Printing Speed Optimization

Mercury 1.1 Printing Speed:

Print Settings: 

Printer Settings: Retraction and Custom G-code

Retraction and Z-hop Settings

Start and End G-code

Filament Settings:

Speed Printing Optimization (PrusaSlicer):

2 key settings that drastically reduce print time: (I'm still experimenting with these settings)

Filament -> Cooling -> Slow down if layer print time is below 

Print Settings -> Infill -> Reducing printing time -> Combine infill every

Acceleration and Speed go hand in hand. You can set the printer to go a high speed, but this will mean nothing if your acceleration value isn't high enough and the printer never reaches this speed. 

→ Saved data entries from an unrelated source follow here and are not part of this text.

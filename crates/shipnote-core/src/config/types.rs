//! Configuration types

use serde::{Deserialize, Serialize};

/// Main configuration for shipnote
#[derive(Debug, Clone, Default, Serialize, Deserialize)]
#[serde(default)]
pub struct Config {
    /// Structural marker literals
    pub markers: MarkerConfig,

    /// Link resolution configuration
    pub links: LinkConfig,

    /// Entry extraction configuration
    pub extraction: ExtractionConfig,

    /// Message rendering configuration
    pub message: MessageConfig,
}

/// Literals that delimit the changelog region of a promotion body
#[derive(Debug, Clone, Serialize, Deserialize)]
#[serde(default)]
pub struct MarkerConfig {
    /// Bot signature that closes the entries region
    pub signature: String,

    /// Heading that opens the entries region
    pub changes_header: String,
}

impl Default for MarkerConfig {
    fn default() -> Self {
        Self {
            signature: ":robot: auto generated pull request".to_string(),
            changes_header: "# Changes".to_string(),
        }
    }
}

/// How tracker codes are turned into URLs
#[derive(Debug, Clone, Copy, Default, PartialEq, Eq, Serialize, Deserialize)]
#[serde(rename_all = "snake_case")]
pub enum LinkMode {
    /// Interpolate the code onto `tracker_base_url`
    #[default]
    Direct,
    /// Look the code up in the link definitions below the signature
    Footer,
}

/// Link resolution configuration
#[derive(Debug, Clone, Serialize, Deserialize)]
#[serde(default)]
pub struct LinkConfig {
    /// Resolution mode
    pub mode: LinkMode,

    /// Issue tracker browse URL; the upper-cased code is appended to it
    pub tracker_base_url: String,

    /// Sentinel URL used whenever a link cannot be resolved
    pub unknown_url: String,

    /// Prefix every pull request URL in an entry must start with
    pub change_url_prefix: String,
}

impl Default for LinkConfig {
    fn default() -> Self {
        Self {
            mode: LinkMode::Direct,
            tracker_base_url: "https://nomadhealth.atlassian.net/browse/".to_string(),
            unknown_url: "http://unknown".to_string(),
            change_url_prefix: "https://github.com/".to_string(),
        }
    }
}

/// Policy for the expected-entry heuristic
#[derive(Debug, Clone, Copy, Default, PartialEq, Eq, Serialize, Deserialize)]
#[serde(rename_all = "snake_case")]
pub enum CountPolicy {
    /// Count newline characters in the entries region
    #[default]
    Newlines,
    /// Count top-level lines that start with a dash
    DashLines,
}

/// Entry extraction configuration
#[derive(Debug, Clone, Serialize, Deserialize)]
#[serde(default)]
pub struct ExtractionConfig {
    /// Fail the whole extraction when any entry cannot be decomposed
    pub strict: bool,

    /// How the expected entry count is estimated
    pub count_policy: CountPolicy,

    /// Remove tracker codes from the edges of descriptions
    pub strip_reference_codes: bool,
}

impl Default for ExtractionConfig {
    fn default() -> Self {
        Self {
            strict: true,
            count_policy: CountPolicy::Newlines,
            strip_reference_codes: true,
        }
    }
}

/// Message rendering configuration
#[derive(Debug, Clone, Serialize, Deserialize)]
#[serde(default)]
pub struct MessageConfig {
    /// Bullet prefix for each entry line
    pub bullet: String,

    /// chrono format string for the deployment timestamp
    pub date_format: String,

    /// Default notification title for block messages
    pub title: Option<String>,

    /// Render field labels in upper case
    pub uppercase_field_labels: bool,

    /// Organization prepended to repository names taken from promotion titles
    pub organization: String,

    /// Largest body accepted by the CLI
    pub max_body_bytes: usize,
}

impl Default for MessageConfig {
    fn default() -> Self {
        Self {
            bullet: "•".to_string(),
            date_format: "%m/%d/%Y at %H:%M".to_string(),
            title: None,
            uppercase_field_labels: false,
            organization: "NomadHealth".to_string(),
            max_body_bytes: 1024 * 1024,
        }
    }
}
//! Configuration system for shipnote

pub mod defaults;
mod loader;
mod types;
pub mod validation;

pub use defaults::*;
pub use loader::*;
pub use types::*;
pub use validation::*;
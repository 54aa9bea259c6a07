//! Exit codes for the CLI

/// Configuration error
pub const CONFIG_ERROR: i32 = 2;

/// Input rejected before formatting
pub const INPUT_ERROR: i32 = 3;

/// The body did not pass the check
pub const VALIDATION_ERROR: i32 = 5;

At first I was tuning for very high acceleration and speed. This isn't necessarily a bad thing, however you sacrifice print quality and surface quality for higher speeds. I was still able to get some decent looking Voron design cubes and calibration cubes, but their surface appearances were still a little too messy for my liking. I then started tuning for quality after having done some testing to find my printer's speed and acceleration limits. 

I started to run into a problem where I could get successful prints at high speeds, but my cubes still looked terrible. It might seem obvious, but I came to the realization that I was printing too hot after reading some forums. Since I was printing at such a high temperature, the filament did not have enough viscosity, which led to inconsistent layer lines. After scaling back a Voron Design cube from 280 C (with PETG) to 255, the top layers looked better than the bottom layers.

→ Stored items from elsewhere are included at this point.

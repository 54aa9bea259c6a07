//! Chat block renderer

use shipnote_core::config::MessageConfig;
use tracing::{debug, instrument};

use super::{entry_line, header_line, Block, Field, MessageRenderer, RenderedMessage};
use crate::types::{MessageContext, Report};

/// Renders a report as an ordered list of chat blocks
pub struct BlocksRenderer {
    bullet: String,
    date_format: String,
    default_title: Option<String>,
    uppercase_labels: bool,
}

impl BlocksRenderer {
    /// Create a renderer with default message settings
    pub fn new() -> Self {
        Self::with_config(&MessageConfig::default())
    }

    pub fn with_config(config: &MessageConfig) -> Self {
        Self {
            bullet: config.bullet.clone(),
            date_format: config.date_format.clone(),
            default_title: config.title.clone(),
            uppercase_labels: config.uppercase_field_labels,
        }
    }

    fn fields(&self, ctx: &MessageContext) -> Vec<Field> {
        ctx.params
            .iter()
            .map(|(label, value)| {
                let mut field = Field::new(label.as_str(), value.as_str());
                if self.uppercase_labels {
                    field.label = field.label.to_uppercase();
                }
                field
            })
            .collect()
    }
}

impl Default for BlocksRenderer {
    fn default() -> Self {
        Self::new()
    }
}

impl MessageRenderer for BlocksRenderer {
    #[instrument(skip(self, report, ctx), fields(outcome = report.outcome.name(), records = report.records.len()))]
    fn render(&self, report: &Report, ctx: &MessageContext) -> RenderedMessage {
        let mut blocks = Vec::new();

        if let Some(title) = ctx.title.as_ref().or(self.default_title.as_ref()) {
            blocks.push(Block::text(format!("*{}*", title)));
        }

        if !ctx.params.is_empty() {
            blocks.push(Block::FieldsSection {
                fields: self.fields(ctx),
            });
        }

        blocks.push(Block::Divider);
        blocks.push(Block::text(format!(
            "\n{}\n\n",
            header_line(&ctx.deployed_at, &self.date_format)
        )));

        if report.outcome.has_records() {
            blocks.extend(
                report
                    .records
                    .iter()
                    .map(|entry| Block::text(entry_line(&self.bullet, entry))),
            );
        } else if !report.body.trim().is_empty() {
            blocks.push(Block::text(report.body.as_str()));
        }

        if !report.outcome.is_success() {
            blocks.push(Block::Divider);
            blocks.push(Block::text(report.outcome.status_line()));
        }

        debug!(block_count = blocks.len(), "block message rendered");
        RenderedMessage::Blocks(blocks)
    }

    fn name(&self) -> &'static str {
        "blocks"
    }
}
//! Shipnote - deployment notes from promotion pull request bodies

mod cli;
mod exit_codes;

use clap::Parser;
use tracing_subscriber::{layer::SubscriberExt, util::SubscriberInitExt, EnvFilter, Layer};

use cli::Cli;

fn main() -> anyhow::Result<()> {
    let _guard = init_tracing();

    let cli = Cli::parse();
    cli.execute()
}

/// Set up tracing with two layers:
/// - Console: controlled by RUST_LOG (default: warn), written to stderr
/// - File: always debug-level JSON to ~/.shipnote/logs/
fn init_tracing() -> Option<tracing_appender::non_blocking::WorkerGuard> {
    let console_filter =
        EnvFilter::try_from_default_env().unwrap_or_else(|_| EnvFilter::new("warn"));

    if let Some(log_dir) = log_directory() {
        let file_appender = tracing_appender::rolling::daily(&log_dir, "shipnote.log");
        let (non_blocking, guard) = tracing_appender::non_blocking(file_appender);

        tracing_subscriber::registry()
            .with(
                tracing_subscriber::fmt::layer()
                    .with_writer(std::io::stderr)
                    .with_target(false)
                    .with_filter(console_filter),
            )
            .with(
                tracing_subscriber::fmt::layer()
                    .json()
                    .with_writer(non_blocking)
                    .with_target(true)
                    .with_filter(EnvFilter::new("debug")),
            )
            .init();

        return Some(guard);
    }

    // Fallback: console only
    tracing_subscriber::registry()
        .with(
            tracing_subscriber::fmt::layer()
                .with_writer(std::io::stderr)
                .with_target(false)
                .with_filter(console_filter),
        )
        .init();

    None
}

/// Returns the log directory path, creating it if needed.
fn log_directory() -> Option<std::path::PathBuf> {
    let log_dir = dirs::home_dir()?.join(".shipnote").join("logs");
    std::fs::create_dir_all(&log_dir).ok()?;
    Some(log_dir)
}
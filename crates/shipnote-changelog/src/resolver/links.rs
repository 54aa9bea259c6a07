//! Link definitions found below the bot signature

use std::collections::HashMap;
use std::sync::LazyLock;

use regex::Regex;
use tracing::debug;

/// Matches `[CODE]: URL`, or `CODE: URL` once brackets are normalized away
static DEFINITION_REGEX: LazyLock<Regex> = LazyLock::new(|| {
    Regex::new(r"^\s*\[?(?P<code>[A-Za-z][A-Za-z0-9_]+-[0-9]+)\]?\s*:\s*(?P<url>\S+)\s*$")
        .expect("Invalid regex")
});

/// Case-insensitive map from tracker code to URL
#[derive(Debug, Clone, Default, PartialEq, Eq)]
pub struct LinkTable {
    links: HashMap<String, String>,
}

impl LinkTable {
    /// Create an empty table
    pub fn new() -> Self {
        Self::default()
    }

    /// Build a table from link definition lines.
    ///
    /// Lines that are not definitions are ignored. When a code is defined
    /// more than once the first definition wins.
    pub fn parse(footer: &str) -> Self {
        let mut table = Self::new();
        for line in footer.lines() {
            if let Some(caps) = DEFINITION_REGEX.captures(line) {
                table.insert(&caps["code"], &caps["url"]);
            }
        }
        debug!(definitions = table.len(), "link definitions parsed");
        table
    }

    /// Insert a definition unless the code is already present
    pub fn insert(&mut self, code: &str, url: &str) {
        self.links
            .entry(code.to_uppercase())
            .or_insert_with(|| url.to_string());
    }

    /// Look up a code, ignoring case
    pub fn get(&self, code: &str) -> Option<&str> {
        self.links.get(&code.to_uppercase()).map(String::as_str)
    }

    pub fn len(&self) -> usize {
        self.links.len()
    }

    pub fn is_empty(&self) -> bool {
        self.links.is_empty()
    }
}

#[cfg(test)]
mod tests {
    use super::*;

    #[test]
    fn test_parse_bracketed_and_normalized() {
        let footer = "\n\n[CXJD-147]: https://t/browse/CXJD-147?x=1\nSAR-9: https://t/browse/SAR-9\n";
        let table = LinkTable::parse(footer);
        assert_eq!(table.len(), 2);
        assert_eq!(table.get("CXJD-147"), Some("https://t/browse/CXJD-147?x=1"));
        assert_eq!(table.get("sar-9"), Some("https://t/browse/SAR-9"));
    }

    #[test]
    fn test_first_definition_wins() {
        let table = LinkTable::parse("A1-1: https://first\nA1-1: https://second   ");
        assert_eq!(table.get("A1-1"), Some("https://first"));
    }

    #[test]
    fn test_ignores_other_lines() {
        let table = LinkTable::parse("some text\n- @a item\nnot-a-code: x");
        assert!(table.is_empty());
        assert_eq!(table.get("ZZ-1"), None);
    }
}
//! Change entry extraction

pub mod grammar;
mod types;

pub use types::*;

use shipnote_core::config::{CountPolicy, ExtractionConfig, LinkConfig};
use tracing::{debug, instrument, warn};

use crate::outcome::FormatError;
use crate::resolver::{find_codes, strip_edge_codes};
use crate::types::{ChangeRecord, Counts, UNKNOWN_OWNER};

/// Trait for entry parsers
pub trait EntryParser: Send + Sync {
    /// Extract every change record from an entries region
    fn parse(&self, region: &str) -> Result<Extraction, FormatError>;

    /// Heuristic upper bound of the entries in a region
    fn expected_count(&self, region: &str) -> usize;
}

/// Parser for `- @owner description #123(url)` entries
pub struct GrammarParser {
    config: ExtractionConfig,
    url_prefix: String,
    unknown_url: String,
}

impl GrammarParser {
    /// Create a parser with default configuration
    pub fn new() -> Self {
        Self::with_config(&ExtractionConfig::default(), &LinkConfig::default())
    }

    /// Create a parser with custom configuration
    pub fn with_config(extraction: &ExtractionConfig, links: &LinkConfig) -> Self {
        Self {
            config: extraction.clone(),
            url_prefix: links.change_url_prefix.clone(),
            unknown_url: links.unknown_url.clone(),
        }
    }

    /// Turn a decomposed entry into a record
    fn build_record(&self, entry: &RawEntry<'_>) -> ChangeRecord {
        let owner = entry
            .owner
            .map(|o| o.replacen('@', "@ ", 1))
            .unwrap_or_else(|| UNKNOWN_OWNER.to_string());

        let collapsed = entry
            .description
            .split_whitespace()
            .collect::<Vec<_>>()
            .join(" ");
        let reference_codes = find_codes(&collapsed);
        let description = if self.config.strip_reference_codes {
            strip_edge_codes(&collapsed)
        } else {
            collapsed
        };

        let external_url = match url::Url::parse(entry.url) {
            Ok(_) => entry.url.to_string(),
            Err(e) => {
                debug!(url = entry.url, error = %e, "unparseable change url");
                self.unknown_url.clone()
            }
        };

        ChangeRecord {
            owner,
            description,
            reference_codes,
            external_code: entry.code.to_string(),
            external_url,
        }
    }
}

impl Default for GrammarParser {
    fn default() -> Self {
        Self::new()
    }
}

impl EntryParser for GrammarParser {
    #[instrument(skip(self, region), fields(region_len = region.len(), strict = self.config.strict))]
    fn parse(&self, region: &str) -> Result<Extraction, FormatError> {
        let candidates = grammar::split_candidates(region, &self.url_prefix);
        if candidates.is_empty() {
            debug!("no candidate entries found");
            return Err(FormatError::PatternNotFound);
        }

        let mut records = Vec::with_capacity(candidates.len());
        for candidate in &candidates {
            match grammar::decompose(candidate.text, &self.url_prefix) {
                Ok(entry) if entry.owner.is_none() && self.config.strict => {
                    debug!(line = candidate.line, "entry without owner rejected");
                    return Err(FormatError::PatternNotFound);
                }
                Ok(entry) => records.push(self.build_record(&entry)),
                Err(reason) if self.config.strict => {
                    debug!(line = candidate.line, ?reason, "entry rejected");
                    return Err(FormatError::PatternNotFound);
                }
                Err(reason) => {
                    warn!(line = candidate.line, ?reason, "skipping malformed entry");
                }
            }
        }

        if records.is_empty() {
            return Err(FormatError::PatternNotFound);
        }

        let counts = Counts {
            matched: records.len(),
            expected: self.expected_count(region),
        };
        debug!(
            matched = counts.matched,
            expected = counts.expected,
            "entries extracted"
        );

        Ok(Extraction { records, counts })
    }

    fn expected_count(&self, region: &str) -> usize {
        match self.config.count_policy {
            CountPolicy::Newlines => region.matches('\n').count(),
            CountPolicy::DashLines => region.split('\n').filter(|l| grammar::is_dash_line(l)).count(),
        }
    }
}

#[cfg(test)]
mod tests {
    use super::*;

    fn lenient() -> GrammarParser {
        GrammarParser::with_config(
            &ExtractionConfig {
                strict: false,
                ..ExtractionConfig::default()
            },
            &LinkConfig::default(),
        )
    }

    #[test]
    fn test_entry_without_change_number_is_rejected() {
        let parser = GrammarParser::new();
        assert_eq!(
            parser.parse("- @a Fix #(https://github.com/o/r/pull/1)"),
            Err(FormatError::PatternNotFound)
        );
    }

    #[test]
    fn test_parse_single_entry() {
        let parser = GrammarParser::new();
        let extraction = parser
            .parse("- @alice Fix bug CXJD-1 #10(https://github.com/Org/repo/pull/10)")
            .unwrap();

        assert_eq!(
            extraction.records,
            vec![ChangeRecord {
                owner: "@ alice".to_string(),
                description: "Fix bug".to_string(),
                reference_codes: vec!["CXJD-1".to_string()],
                external_code: "10".to_string(),
                external_url: "https://github.com/Org/repo/pull/10".to_string(),
            }]
        );
        assert_eq!(extraction.counts, Counts { matched: 1, expected: 0 });
    }

    #[test]
    fn test_parse_keeps_codes_when_not_stripping() {
        let parser = GrammarParser::with_config(
            &ExtractionConfig {
                strip_reference_codes: false,
                ..ExtractionConfig::default()
            },
            &LinkConfig::default(),
        );
        let extraction = parser
            .parse("- @a sar-3 Typo fix #1(https://github.com/o/r/pull/1)")
            .unwrap();
        assert_eq!(extraction.records[0].description, "sar-3 Typo fix");
        assert_eq!(extraction.records[0].reference_codes, vec!["SAR-3"]);
    }

    #[test]
    fn test_parse_wrapped_description_collapses() {
        let parser = GrammarParser::new();
        let extraction = parser
            .parse("- @a Long\n   wrapped   text #1(https://github.com/o/r/pull/1)\n- @b Short #2(https://github.com/o/r/pull/2)")
            .unwrap();
        assert_eq!(extraction.records.len(), 2);
        assert_eq!(extraction.records[0].description, "Long wrapped text");
        assert_eq!(extraction.counts.expected, 2);
    }

    #[test]
    fn test_strict_missing_owner_fails_whole_extraction() {
        let parser = GrammarParser::new();
        let result = parser.parse(
            "- @a Good #1(https://github.com/o/r/pull/1)\n- No owner #2(https://github.com/o/r/pull/2)",
        );
        assert_eq!(result, Err(FormatError::PatternNotFound));
    }

    #[test]
    fn test_lenient_missing_owner_uses_sentinel() {
        let extraction = lenient()
            .parse("- @a Good #1(https://github.com/o/r/pull/1)\n- No owner #2(https://github.com/o/r/pull/2)")
            .unwrap();
        assert_eq!(extraction.records.len(), 2);
        assert_eq!(extraction.records[1].owner, UNKNOWN_OWNER);
    }

    #[test]
    fn test_lenient_skips_entries_without_reference() {
        let extraction = lenient()
            .parse("- @a Good #1(https://github.com/o/r/pull/1)\n- @b no link\n- @c Also #3(https://github.com/o/r/pull/3)")
            .unwrap();
        assert_eq!(extraction.counts, Counts { matched: 2, expected: 2 });
    }

    #[test]
    fn test_no_candidates() {
        let parser = GrammarParser::new();
        assert_eq!(
            parser.parse("just some prose"),
            Err(FormatError::PatternNotFound)
        );
        assert_eq!(lenient().parse("- @a no link"), Err(FormatError::PatternNotFound));
    }

    #[test]
    fn test_url_prefix_restricts_hosts() {
        let parser = GrammarParser::with_config(
            &ExtractionConfig::default(),
            &LinkConfig {
                change_url_prefix: "https://github.com/NomadHealth".to_string(),
                ..LinkConfig::default()
            },
        );
        assert_eq!(
            parser.parse("- @a x #1(https://github.com/Other/r/pull/1)"),
            Err(FormatError::PatternNotFound)
        );
        assert!(parser
            .parse("- @a x #1(https://github.com/NomadHealth/r/pull/1)")
            .is_ok());
    }

    #[test]
    fn test_expected_count_policies() {
        let region = "- @a one\n  wrapped\n- @b two";
        assert_eq!(GrammarParser::new().expected_count(region), 2);

        let parser = GrammarParser::with_config(
            &ExtractionConfig {
                count_policy: CountPolicy::DashLines,
                ..ExtractionConfig::default()
            },
            &LinkConfig::default(),
        );
        assert_eq!(parser.expected_count(region), 2);
        assert_eq!(parser.expected_count("- @a one\n- @b two\n- @c three"), 3);
    }
}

Here's what I learned from tirelessly tuning and optimizing my printer: 

Key factors for high speed printing: volumetric flow rate, speed and acceleration, hotend temperature

High flow rate -> high speeds -> high hotend temp -> worse appearance

slower flow rate -> slower speeds -> lower hotend temp -> better appearance

The balance is finding something in the middle that's reasonably fast, but still looks great.